■ Exercise brief ■
Read the records below. Copy each line where the string "holdings" occurs.

■ Stored items ■
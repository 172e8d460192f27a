//! 주간 로테이션 백테스트 엔진.
//!
//! 일봉 종가로 포트폴리오를 시뮬레이션합니다:
//! - 보유 자산 평가액은 매일 가격 변화율만큼 드리프트
//! - 매주 첫 거래일에 직전 거래일(신호 기준일) 데이터로 리밸런스
//! - 거래 비용은 리밸런스 시점 일괄 추정 후 현금에서 차감
//!
//! 신호 기준일과 체결일을 분리하므로 미래 데이터 참조가 없습니다.

use std::collections::{BTreeSet, HashMap};

use rust_decimal::Decimal;
use serde::{Deserialize, Serialize};
use thiserror::Error;
use tracing::{info, warn};

use chrono::NaiveDate;
use rotor_core::config::{
    AllocationConfig, AppConfig, CostConfig, ProjectConfig, RiskGateConfig, SignalConfig,
    UniverseConfig,
};
use rotor_core::{
    aligned_dates, closes_asof, drawdown_from_peak, starts_new_week, EquityPoint, PriceSeries,
    RiskState, WeeklySignal,
};
use rotor_signal::{apply_no_trade_band, CostModel, RiskGate, RotationSignalEngine, TradeLeg};

use crate::metrics::BacktestStats;

/// 결과 신뢰도 경고 기준 (정렬된 거래일 수).
const MIN_ALIGNED_ROWS: usize = 200;

/// 백테스트 오류
#[derive(Debug, Error)]
pub enum BacktestError {
    /// 설정 오류
    #[error("백테스트 설정 오류: {0}")]
    ConfigError(String),

    /// 데이터 오류
    #[error("데이터 오류: {0}")]
    DataError(String),

    /// 리포트 입출력 오류
    #[error("리포트 입출력 오류: {0}")]
    Io(#[from] std::io::Error),

    /// 리포트 CSV 오류
    #[error("리포트 CSV 오류: {0}")]
    Csv(#[from] csv::Error),
}

/// 백테스트 결과 타입
pub type BacktestResult<T> = Result<T, BacktestError>;

/// 백테스트 설정
#[derive(Debug, Clone, Serialize, Deserialize)]
pub struct BacktestConfig {
    /// 초기 자본금
    pub initial_capital: Decimal,
    /// 노트레이드 밴드
    pub no_trade_band: Decimal,
    /// 로테이션 후보 주식형 ETF
    pub equity_etfs: Vec<String>,
    /// 방어 자산 ETF
    pub defensive_etf: String,
    /// 신호 설정
    pub signal: SignalConfig,
    /// 리스크 게이트 설정
    pub gate: RiskGateConfig,
    /// 자산 배분 설정
    pub allocation: AllocationConfig,
    /// 거래 비용 설정
    pub costs: CostConfig,
}

impl Default for BacktestConfig {
    fn default() -> Self {
        let project = ProjectConfig::default();
        let universe = UniverseConfig::default();
        Self {
            initial_capital: project.initial_capital,
            no_trade_band: project.no_trade_band,
            equity_etfs: universe.equity_etfs,
            defensive_etf: universe.defensive_etf,
            signal: SignalConfig::default(),
            gate: RiskGateConfig::default(),
            allocation: AllocationConfig::default(),
            costs: CostConfig::default(),
        }
    }
}

impl BacktestConfig {
    /// 새로운 백테스트 설정을 생성합니다.
    pub fn new(initial_capital: Decimal) -> Self {
        Self {
            initial_capital,
            ..Default::default()
        }
    }

    /// 앱 전체 설정에서 백테스트 설정을 구성합니다.
    pub fn from_app_config(config: &AppConfig) -> Self {
        Self {
            initial_capital: config.project.initial_capital,
            no_trade_band: config.project.no_trade_band,
            equity_etfs: config.universe.equity_etfs.clone(),
            defensive_etf: config.universe.defensive_etf.clone(),
            signal: config.signal.clone(),
            gate: config.risk_gate.clone(),
            allocation: config.allocation.clone(),
            costs: config.costs.clone(),
        }
    }

    /// 노트레이드 밴드 설정
    pub fn with_no_trade_band(mut self, band: Decimal) -> Self {
        self.no_trade_band = band;
        self
    }

    /// 유니버스 설정
    pub fn with_universe(
        mut self,
        equity_etfs: Vec<String>,
        defensive_etf: impl Into<String>,
    ) -> Self {
        self.equity_etfs = equity_etfs;
        self.defensive_etf = defensive_etf.into();
        self
    }

    /// 신호 설정
    pub fn with_signal(mut self, signal: SignalConfig) -> Self {
        self.signal = signal;
        self
    }

    /// 리스크 게이트 설정
    pub fn with_gate(mut self, gate: RiskGateConfig) -> Self {
        self.gate = gate;
        self
    }

    /// 비용 설정
    pub fn with_costs(mut self, costs: CostConfig) -> Self {
        self.costs = costs;
        self
    }

    /// 설정 검증
    pub fn validate(&self) -> BacktestResult<()> {
        if self.initial_capital <= Decimal::ZERO {
            return Err(BacktestError::ConfigError(
                "초기 자본은 0보다 커야 합니다".to_string(),
            ));
        }
        if self.no_trade_band < Decimal::ZERO || self.no_trade_band >= Decimal::ONE {
            return Err(BacktestError::ConfigError(
                "노트레이드 밴드는 [0, 1) 범위여야 합니다".to_string(),
            ));
        }
        if self.equity_etfs.is_empty() {
            return Err(BacktestError::ConfigError(
                "주식형 ETF가 최소 1개 필요합니다".to_string(),
            ));
        }
        if self.defensive_etf.trim().is_empty() {
            return Err(BacktestError::ConfigError(
                "방어 자산 ETF가 비어 있습니다".to_string(),
            ));
        }
        Ok(())
    }

    /// 유니버스 전체 심볼 (주식형 + 방어, 중복 제거).
    pub fn all_symbols(&self) -> Vec<String> {
        let mut symbols = self.equity_etfs.clone();
        if !symbols.contains(&self.defensive_etf) {
            symbols.push(self.defensive_etf.clone());
        }
        symbols
    }
}

/// 리밸런스 한 번의 체결 기록.
#[derive(Debug, Clone, Serialize, Deserialize)]
pub struct RebalanceRecord {
    /// 체결일 (주 첫 거래일)
    pub trade_date: NaiveDate,
    /// 신호 기준일 (직전 거래일)
    pub signal_date: NaiveDate,
    /// 게이트 상태
    pub state: RiskState,
    /// 선택된 위험 자산
    pub winner: String,
    /// 신호 기준일 드로다운
    pub drawdown: Decimal,
    /// 리밸런스 직전 포트폴리오 가치
    pub portfolio_value_pre: Decimal,
    /// 비용 차감 후 포트폴리오 가치
    pub portfolio_value_post: Decimal,
    /// 비중 변화 절대값 합
    pub turnover_abs_weight: Decimal,
    /// 편도 회전율 (절대값 합 / 2)
    pub turnover_oneway: Decimal,
    /// 총 약정 금액
    pub gross_trade_value: Decimal,
    /// 매도 금액
    pub gross_sell_value: Decimal,
    /// 추정 비용
    pub estimated_cost: Decimal,
}

/// 백테스트 실행 결과.
#[derive(Debug, Clone)]
pub struct BacktestOutcome {
    /// 실행에 사용된 설정
    pub config: BacktestConfig,
    /// 시뮬레이션 시작일
    pub start_date: NaiveDate,
    /// 시뮬레이션 종료일
    pub end_date: NaiveDate,
    /// 일별 순자산 곡선 (리밸런스일은 비용 차감 후 값)
    pub equity_curve: Vec<EquityPoint>,
    /// 리밸런스 기록
    pub rebalances: Vec<RebalanceRecord>,
    /// 리밸런스별 신호 레코드
    pub signals: Vec<WeeklySignal>,
    /// 성과 지표
    pub stats: BacktestStats,
}

impl BacktestOutcome {
    /// 콘솔 출력용 요약 문자열.
    pub fn summary(&self) -> String {
        let fmt_pct = |v: Decimal| format!("{:.2}%", v * Decimal::from(100));
        let fmt_opt_pct = |v: Option<Decimal>| v.map_or("-".to_string(), fmt_pct);
        let fmt_opt = |v: Option<Decimal>| v.map_or("-".to_string(), |d| format!("{:.2}", d));

        format!(
            "백테스트 결과 요약\n\
             ═══════════════════════════════════════\n\
             기간: {} → {} ({} 거래일)\n\
             리밸런스 횟수: {}\n\
             ───────────────────────────────────────\n\
             초기 자본: {:.0}\n\
             최종 자산: {:.0}\n\
             총 수익률: {}\n\
             CAGR: {}\n\
             ───────────────────────────────────────\n\
             최대 낙폭: {}\n\
             샤프 비율: {}\n\
             주간 평균 편도 회전율: {}\n\
             ───────────────────────────────────────\n\
             총 추정 비용: {:.0}\n\
             초기 자본 대비 비용: {}\n\
             약정 금액 대비 비용: {}\n\
             ═══════════════════════════════════════",
            self.start_date,
            self.end_date,
            self.stats.trading_days,
            self.stats.rebalance_count,
            self.config.initial_capital,
            self.stats.final_equity,
            fmt_pct(self.stats.total_return),
            fmt_opt_pct(self.stats.cagr),
            fmt_pct(self.stats.max_drawdown),
            fmt_opt(self.stats.sharpe),
            fmt_opt_pct(self.stats.avg_weekly_turnover_oneway),
            self.stats.estimated_total_cost,
            fmt_pct(self.stats.estimated_cost_pct_initial),
            fmt_opt_pct(self.stats.estimated_cost_over_gross_trade),
        )
    }
}

/// 백테스트 엔진.
///
/// 상태를 갖지 않으므로 같은 엔진으로 여러 데이터셋을 실행할 수 있습니다.
pub struct BacktestEngine {
    config: BacktestConfig,
}

impl BacktestEngine {
    /// 새로운 백테스트 엔진을 생성합니다.
    pub fn new(config: BacktestConfig) -> Self {
        Self { config }
    }

    /// 심볼별 가격 시리즈로 백테스트를 실행합니다.
    ///
    /// 서로 다른 상장일을 가진 심볼은 모두 데이터가 존재하는 구간부터
    /// 시뮬레이션하며, 중간 결측일은 직전 종가로 보간합니다.
    pub fn run(&self, series: &HashMap<String, PriceSeries>) -> BacktestResult<BacktestOutcome> {
        self.config.validate()?;

        let symbols = self.config.all_symbols();
        for symbol in &symbols {
            if series.get(symbol).map_or(true, |s| s.is_empty()) {
                return Err(BacktestError::DataError(format!(
                    "{} 가격 데이터가 없습니다",
                    symbol
                )));
            }
        }

        let dates = aligned_dates(series, &symbols);
        if dates.is_empty() {
            return Err(BacktestError::DataError(
                "모든 심볼이 공존하는 거래일이 없습니다".to_string(),
            ));
        }
        if dates.len() < MIN_ALIGNED_ROWS {
            warn!(
                rows = dates.len(),
                "정렬된 거래일이 {}일 미만입니다. 결과 신뢰도가 낮습니다", MIN_ALIGNED_ROWS
            );
        }

        let signal_engine =
            RotationSignalEngine::new(self.config.signal.clone(), self.config.allocation.clone());
        let cost_model = CostModel::new(self.config.costs.clone());
        let mut gate = RiskGate::new(self.config.gate.clone());

        let mut cash = self.config.initial_capital;
        // 심볼별 평가액 (주식 수 대신 가치 기반으로 드리프트)
        let mut holdings: HashMap<String, Decimal> = HashMap::new();
        let mut prev_closes: Option<HashMap<String, Decimal>> = None;

        let mut equity_curve: Vec<EquityPoint> = Vec::with_capacity(dates.len());
        let mut peak_curve: Vec<Decimal> = Vec::with_capacity(dates.len());
        let mut peak = Decimal::ZERO;

        let mut rebalances: Vec<RebalanceRecord> = Vec::new();
        let mut signals: Vec<WeeklySignal> = Vec::new();

        for (i, &date) in dates.iter().enumerate() {
            let closes = closes_asof(series, &symbols, date).ok_or_else(|| {
                BacktestError::DataError(format!("{} 종가를 조회할 수 없습니다", date))
            })?;

            // 보유 평가액을 가격 변화율만큼 드리프트
            if let Some(prev) = &prev_closes {
                for (symbol, value) in holdings.iter_mut() {
                    if let (Some(p0), Some(p1)) = (prev.get(symbol), closes.get(symbol)) {
                        if *p0 > Decimal::ZERO {
                            *value *= *p1 / *p0;
                        }
                    }
                }
            }

            let equity = cash + holdings.values().copied().sum::<Decimal>();
            peak = peak.max(equity);
            equity_curve.push(EquityPoint::new(date, equity));
            peak_curve.push(peak);

            // 첫 거래일은 제외, 주가 바뀐 첫 거래일에만 리밸런스
            if i > 0 && starts_new_week(dates[i - 1], date) {
                let signal_date = dates[i - 1];
                let span = rotor_core::rebalance_span!("rebalance", date, signal_date);
                let _guard = span.enter();

                let drawdown =
                    drawdown_from_peak(equity_curve[i - 1].equity, peak_curve[i - 1]);
                let transition = gate.on_rebalance(drawdown);
                let decision = signal_engine.evaluate(
                    series,
                    &self.config.equity_etfs,
                    &self.config.defensive_etf,
                    signal_date,
                    transition.state,
                    drawdown,
                );

                let current_weights: HashMap<String, Decimal> = if equity > Decimal::ZERO {
                    holdings
                        .iter()
                        .map(|(s, v)| (s.clone(), *v / equity))
                        .collect()
                } else {
                    HashMap::new()
                };
                let effective = apply_no_trade_band(
                    &decision.target_weights,
                    &current_weights,
                    self.config.no_trade_band,
                );

                let pre_value = equity;
                let mut turnover_abs = Decimal::ZERO;
                let mut sell_weight = Decimal::ZERO;
                let union: BTreeSet<&String> =
                    current_weights.keys().chain(effective.keys()).collect();
                for symbol in union {
                    let w0 = current_weights.get(symbol).copied().unwrap_or(Decimal::ZERO);
                    let w1 = effective.get(symbol).copied().unwrap_or(Decimal::ZERO);
                    turnover_abs += (w1 - w0).abs();
                    sell_weight += (w0 - w1).max(Decimal::ZERO);
                }
                let gross_trade_value = turnover_abs * pre_value;
                let gross_sell_value = sell_weight * pre_value;
                let estimated_cost = cost_model.leg_cost(&TradeLeg {
                    trade_value: gross_trade_value,
                    sell_value: gross_sell_value,
                });

                // 유효 비중대로 재배치, 비용은 현금에서 차감
                holdings = effective
                    .iter()
                    .map(|(s, w)| (s.clone(), *w * pre_value))
                    .collect();
                let invested: Decimal = effective.values().copied().sum();
                cash = pre_value * (Decimal::ONE - invested) - estimated_cost;

                let post_value = cash + holdings.values().copied().sum::<Decimal>();
                // 체결일 곡선은 비용 차감 후 값으로 덮어씀
                equity_curve[i] = EquityPoint::new(date, post_value);
                peak = peak.max(post_value);
                peak_curve[i] = peak;

                info!(
                    state = %transition.state,
                    winner = %decision.signal.selected,
                    %drawdown,
                    turnover = %turnover_abs,
                    cost = %estimated_cost,
                    "리밸런스 체결"
                );

                rebalances.push(RebalanceRecord {
                    trade_date: date,
                    signal_date,
                    state: transition.state,
                    winner: decision.signal.selected.clone(),
                    drawdown,
                    portfolio_value_pre: pre_value,
                    portfolio_value_post: post_value,
                    turnover_abs_weight: turnover_abs,
                    turnover_oneway: turnover_abs / Decimal::TWO,
                    gross_trade_value,
                    gross_sell_value,
                    estimated_cost,
                });
                signals.push(decision.signal);
            }

            prev_closes = Some(closes);
        }

        let stats =
            BacktestStats::from_curve(&equity_curve, &rebalances, self.config.initial_capital);

        Ok(BacktestOutcome {
            config: self.config.clone(),
            start_date: dates[0],
            end_date: dates[dates.len() - 1],
            equity_curve,
            rebalances,
            signals,
            stats,
        })
    }
}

■ Response box ■
        let mut holdings: HashMap<String, Decimal> = HashMap::new();
                for (symbol, value) in holdings.iter_mut() {
            let equity = cash + holdings.values().copied().sum::<Decimal>();
                    holdings
                holdings = effective
                let post_value = cash + holdings.values().copied().sum::<Decimal>();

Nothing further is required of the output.